▸ Information shown:
┄┄┄┄┄┄┄┄┄┄┄┄┄┄┄┄┄┄┄┄
//! Search layer: term index, span highlighter and lookup service.

pub mod highlight;
pub mod index;
pub mod lookup;

pub use index::TermIndex;
pub use lookup::LookupService;
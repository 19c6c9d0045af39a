pub mod test_codec;
pub mod test_glossary;
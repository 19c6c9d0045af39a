//! Core domain logic (interface-agnostic)
//!
//! This module contains all business logic that is independent of
//! the command-line adapter.
//!
//! # Architecture
//!
//! - **config**: settings loading and layering (TOML)
//! - **error**: error types and Result alias
//! - **types**: domain data structures
//! - **home**: glossa home directory handling
//! - **project**: `.glossa` marker discovery
//! - **repository**: registry of glossary projects
//! - **storage**: term codec and glossary term store
//! - **search**: term index and lookup service
//! - **services**: unified service container

pub mod config;
pub mod error;
pub mod home;
pub mod project;
pub mod repository;
pub mod search;
pub mod services;
pub mod storage;
pub mod types;

// Re-export key types for convenience
pub use config::Settings;
pub use error::{GlossaError, Result};
pub use services::Services;
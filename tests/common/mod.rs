// Common test utilities and fixtures

pub mod fixtures;
pub mod helpers;

// Re-export commonly used items
// Note: These may appear unused in some test binaries
#[allow(unused_imports)]
pub use fixtures::TestHome;
#[allow(unused_imports)]
pub use helpers::{create_test_services, seed_glossary, terms};
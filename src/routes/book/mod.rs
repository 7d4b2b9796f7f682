mod handler;
mod model;
mod upload;

pub use handler::{
    create_book, delete_book, filter_books, get_all_books, get_book_by_id, get_book_by_secret,
    mark_book_sold, report_book, search_books, update_book,
};
pub use upload::MAX_IMAGE_BYTES;
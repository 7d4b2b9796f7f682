use async_trait::async_trait;
use sqlx::PgPool;
use uuid::Uuid;

use super::{Book, BookFilter, BookUpdate, NewBook, Store, StoreError, User};

const BOOK_COLUMNS: &str = "id, title, author, subject, condition, price, phone, \
     image_url, sold, secret_id, report_count, created_at";

/// Postgres 存储实现，生产环境使用。
pub struct PgStore {
    pool: PgPool,
}

impl PgStore {
    pub fn new(pool: PgPool) -> Self {
        Self { pool }
    }
}

#[async_trait]
impl Store for PgStore {
    async fn get_all_books(&self) -> Result<Vec<Book>, StoreError> {
        let books = sqlx::query_as::<_, Book>(&format!("SELECT {} FROM books", BOOK_COLUMNS))
            .fetch_all(&self.pool)
            .await?;
        Ok(books)
    }

    async fn get_book_by_id(&self, id: i32) -> Result<Option<Book>, StoreError> {
        let book = sqlx::query_as::<_, Book>(&format!(
            "SELECT {} FROM books WHERE id = $1",
            BOOK_COLUMNS
        ))
        .bind(id)
        .fetch_optional(&self.pool)
        .await?;
        Ok(book)
    }

    async fn get_book_by_secret_id(&self, secret_id: &str) -> Result<Option<Book>, StoreError> {
        let book = sqlx::query_as::<_, Book>(&format!(
            "SELECT {} FROM books WHERE secret_id = $1",
            BOOK_COLUMNS
        ))
        .bind(secret_id)
        .fetch_optional(&self.pool)
        .await?;
        Ok(book)
    }

    async fn create_book(&self, book: NewBook) -> Result<Book, StoreError> {
        let secret_id = Uuid::new_v4().to_string();
        let created = sqlx::query_as::<_, Book>(&format!(
            r#"
            INSERT INTO books (title, author, subject, condition, price, phone, image_url, secret_id)
            VALUES ($1, $2, $3, $4, $5, $6, $7, $8)
            RETURNING {}
            "#,
            BOOK_COLUMNS
        ))
        .bind(&book.title)
        .bind(&book.author)
        .bind(&book.subject)
        .bind(&book.condition)
        .bind(book.price)
        .bind(&book.phone)
        .bind(&book.image_url)
        .bind(&secret_id)
        .fetch_one(&self.pool)
        .await?;
        Ok(created)
    }

    async fn update_book_by_secret_id(
        &self,
        secret_id: &str,
        update: BookUpdate,
    ) -> Result<Option<Book>, StoreError> {
        // COALESCE 合并：未提供的字段保留原值
        let updated = sqlx::query_as::<_, Book>(&format!(
            r#"
            UPDATE books SET
                title = COALESCE($2, title),
                author = COALESCE($3, author),
                subject = COALESCE($4, subject),
                condition = COALESCE($5, condition),
                price = COALESCE($6, price),
                phone = COALESCE($7, phone),
                image_url = COALESCE($8, image_url),
                sold = COALESCE($9, sold)
            WHERE secret_id = $1
            RETURNING {}
            "#,
            BOOK_COLUMNS
        ))
        .bind(secret_id)
        .bind(update.title)
        .bind(update.author)
        .bind(update.subject)
        .bind(update.condition)
        .bind(update.price)
        .bind(update.phone)
        .bind(update.image_url)
        .bind(update.sold)
        .fetch_optional(&self.pool)
        .await?;
        Ok(updated)
    }

    async fn delete_book_by_secret_id(&self, secret_id: &str) -> Result<bool, StoreError> {
        let result = sqlx::query("DELETE FROM books WHERE secret_id = $1")
            .bind(secret_id)
            .execute(&self.pool)
            .await?;
        Ok(result.rows_affected() > 0)
    }

    async fn report_book(&self, id: i32) -> Result<Option<Book>, StoreError> {
        // 单条原子自增，并发举报不会丢计数
        let reported = sqlx::query_as::<_, Book>(&format!(
            r#"
            UPDATE books SET report_count = report_count + 1
            WHERE id = $1
            RETURNING {}
            "#,
            BOOK_COLUMNS
        ))
        .bind(id)
        .fetch_optional(&self.pool)
        .await?;
        Ok(reported)
    }

    async fn search_books(&self, query: &str) -> Result<Vec<Book>, StoreError> {
        let query = query.trim();
        if query.is_empty() {
            return self.get_all_books().await;
        }
        // 转义 LIKE 元字符，保证按普通子串匹配
        let escaped = query
            .replace('\\', "\\\\")
            .replace('%', "\\%")
            .replace('_', "\\_");
        let pattern = format!("%{}%", escaped);
        let books = sqlx::query_as::<_, Book>(&format!(
            "SELECT {} FROM books WHERE title ILIKE $1 OR author ILIKE $1",
            BOOK_COLUMNS
        ))
        .bind(pattern)
        .fetch_all(&self.pool)
        .await?;
        Ok(books)
    }

    async fn filter_books(&self, filter: BookFilter) -> Result<Vec<Book>, StoreError> {
        let subject = filter.subject_constraint().map(str::to_owned);
        let condition = filter.condition_constraint().map(str::to_owned);
        let books = sqlx::query_as::<_, Book>(&format!(
            r#"
            SELECT {} FROM books
            WHERE ($1::TEXT IS NULL OR subject = $1)
              AND ($2::TEXT IS NULL OR condition = $2)
              AND (NOT $3::BOOL OR price <= 0)
            "#,
            BOOK_COLUMNS
        ))
        .bind(subject)
        .bind(condition)
        .bind(filter.free_only)
        .fetch_all(&self.pool)
        .await?;
        Ok(books)
    }

    async fn get_user_by_username(&self, username: &str) -> Result<Option<User>, StoreError> {
        let user =
            sqlx::query_as::<_, User>("SELECT id, username, password FROM users WHERE username = $1")
                .bind(username)
                .fetch_optional(&self.pool)
                .await?;
        Ok(user)
    }

    async fn create_user(&self, username: &str, password_hash: &str) -> Result<User, StoreError> {
        let user = sqlx::query_as::<_, User>(
            r#"
            INSERT INTO users (username, password)
            VALUES ($1, $2)
            RETURNING id, username, password
            "#,
        )
        .bind(username)
        .bind(password_hash)
        .fetch_one(&self.pool)
        .await
        .map_err(|e| match &e {
            sqlx::Error::Database(db) if db.is_unique_violation() => StoreError::Duplicate,
            _ => StoreError::Database(e),
        })?;
        Ok(user)
    }
}
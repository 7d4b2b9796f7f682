use std::net::SocketAddr;
use std::sync::Arc;

use axum::{
    Json,
    body::Body,
    extract::{ConnectInfo, State},
    http::{Request, StatusCode},
    middleware::Next,
    response::{IntoResponse, Response},
};
use redis::AsyncCommands;

use crate::{config::Config, error::ErrorResponse};

#[derive(Clone)]
pub struct RateLimiter {
    redis: Arc<redis::Client>,
    config: Arc<Config>,
}

impl RateLimiter {
    pub fn new(redis: redis::Client, config: Config) -> Self {
        Self {
            redis: Arc::new(redis),
            config: Arc::new(config),
        }
    }

    /// 基于 Redis INCR/EXPIRE 的固定窗口限流，按客户端 IP 计数。
    pub async fn check_rate_limit(
        self: Arc<Self>,
        req: Request<Body>,
        next: Next,
    ) -> Result<Response, StatusCode> {
        let ip = client_ip(&req);

        let key = format!("rl:{}", ip);
        // Redis 不可用时放行，限流失效不应拖垮整个 API
        let mut conn = match self.redis.get_multiplexed_async_connection().await {
            Ok(conn) => conn,
            Err(e) => {
                tracing::warn!("Rate limiter unavailable, letting request through: {}", e);
                return Ok(next.run(req).await);
            }
        };

        let count: i64 = conn
            .incr(&key, 1)
            .await
            .map_err(|_| StatusCode::INTERNAL_SERVER_ERROR)?;

        if count == 1 {
            // 窗口内第一次请求，设置过期时间
            let _: () = conn
                .expire(&key, self.config.rate_limit_window().as_secs() as i64)
                .await
                .map_err(|_| StatusCode::INTERNAL_SERVER_ERROR)?;
        }

        if count > self.config.rate_limit_requests as i64 {
            return Ok((
                StatusCode::TOO_MANY_REQUESTS,
                Json(ErrorResponse {
                    code: StatusCode::TOO_MANY_REQUESTS.as_u16(),
                    message: format!(
                        "请求过于频繁，请在{}秒后重试",
                        self.config.rate_limit_window().as_secs()
                    ),
                }),
            )
                .into_response());
        }

        Ok(next.run(req).await)
    }
}

/// 取客户端 IP：优先代理头，降级到连接信息。
fn client_ip(req: &Request<Body>) -> String {
    req.headers()
        .get("x-real-ip")
        .and_then(|h| h.to_str().ok())
        .or_else(|| {
            req.headers()
                .get("x-forwarded-for")
                .and_then(|h| h.to_str().ok())
                .and_then(|s| s.split(',').find(|ip| !ip.trim().is_empty()))
        })
        .map(|s| s.trim().to_string())
        .or_else(|| {
            req.extensions()
                .get::<ConnectInfo<SocketAddr>>()
                .map(|ci| ci.0.ip().to_string())
        })
        .unwrap_or_else(|| "unknown".to_string())
}

pub async fn rate_limit(
    State(limiter): State<Arc<RateLimiter>>,
    req: Request<Body>,
    next: Next,
) -> Result<Response, StatusCode> {
    limiter.check_rate_limit(req, next).await
}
┄┄┄┄┄┄┄┄┄┄┄┄┄┄┄┄┄┄┄┄
▸ Activity: Look through the material above and print exactly the lines from the one containing "WHERE ($1::TEXT IS" to the one containing "async fn create_user(&self, username: &str, password_hash: &str)", both included, and nothing more.

▸ Response to the task:
            WHERE ($1::TEXT IS NULL OR subject = $1)
              AND ($2::TEXT IS NULL OR condition = $2)
              AND (NOT $3::BOOL OR price <= 0)
            "#,
            BOOK_COLUMNS
        ))
        .bind(subject)
        .bind(condition)
        .bind(filter.free_only)
        .fetch_all(&self.pool)
        .await?;
        Ok(books)
    }

    async fn get_user_by_username(&self, username: &str) -> Result<Option<User>, StoreError> {
        let user =
            sqlx::query_as::<_, User>("SELECT id, username, password FROM users WHERE username = $1")
                .bind(username)
                .fetch_optional(&self.pool)
                .await?;
        Ok(user)
    }

    async fn create_user(&self, username: &str, password_hash: &str) -> Result<User, StoreError> {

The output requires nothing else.